O contraste com Moçambique: tão perto e tão longe
Para os moçambicanos, a façanha cabo-verdiana tem um sabor agridoce. A selecção nacional de Moçambique, os Mambas, também esteve muito próxima de alcançar um feito histórico — mas o derrota frente à Guiné-Conacri deitou por terra o sonho de disputar o Mundial pela primeira vez.
Enquanto Cabo Verde demonstrou organização tática, consistência defensiva e eficácia no último terço, Moçambique pecou precisamente nesses detalhes: perdeu pontos cruciais em jogos acessíveis e falhou na finalização nos momentos decisivos.
A diferença entre as duas selecções não está no talento — ambos os plantéis contam com jogadores espalhados por bons clubes da Europa — mas na maturidade competitiva.
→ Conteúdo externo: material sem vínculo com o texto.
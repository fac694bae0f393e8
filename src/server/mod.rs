//! Server side
//!
//! ```text
//!                 ┌──────────────── VidcastServer ────────────────┐
//!  TCP control ──▶│ accept loop ──▶ ControlSession ◀──▶ BroadcastHub ◀──▶ store
//!                 │                                               │
//!  UDP hello ────▶│ HandshakeListener ──▶ LivenessRegistry        │
//!                 │                            │                  │
//!  UDP video ◀────│ VideoDistributor ◀─────────┘ ◀── FrameSource  │
//!                 └───────────────────────────────────────────────┘
//! ```

pub mod auth;
pub mod config;
pub mod handshake;
pub mod hub;
pub mod listener;
pub mod session;
pub mod video;

pub use auth::{Authorizer, PrivilegedAddress};
pub use config::ServerConfig;
pub use handshake::HandshakeListener;
pub use hub::{AnnouncementOutcome, BroadcastHub, ChatOutcome, SessionHandle};
pub use listener::VidcastServer;
pub use session::ControlSession;
pub use video::VideoDistributor;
Os cabo-verdianos souberam crescer ao longo da qualificação, adaptando-se aos adversários e controlando os jogos, ao passo que os Mambas oscilaram entre boas exibições e apagões tácticos que custaram caro.
Cabo Verde colhe agora os frutos de um projecto de continuidade, com o técnico Bubista há vários anos no comando e uma federação que apostou na estabilidade e na valorização da diáspora. Moçambique, por seu lado, continua à procura de uma identidade de jogo clara e de maior apoio institucional ao futebol nacional.
Se há algo que esta qualificação deixa claro é que Cabo Verde mostrou o que Moçambique podia ter sido — um símbolo de superação africana no palco mundial. Os Tubarões Azuis mergulham no sonho que os Mambas deixaram escapar, mas a lição está dada: com disciplina, coesão e liderança, o impossível pode tornar-se história.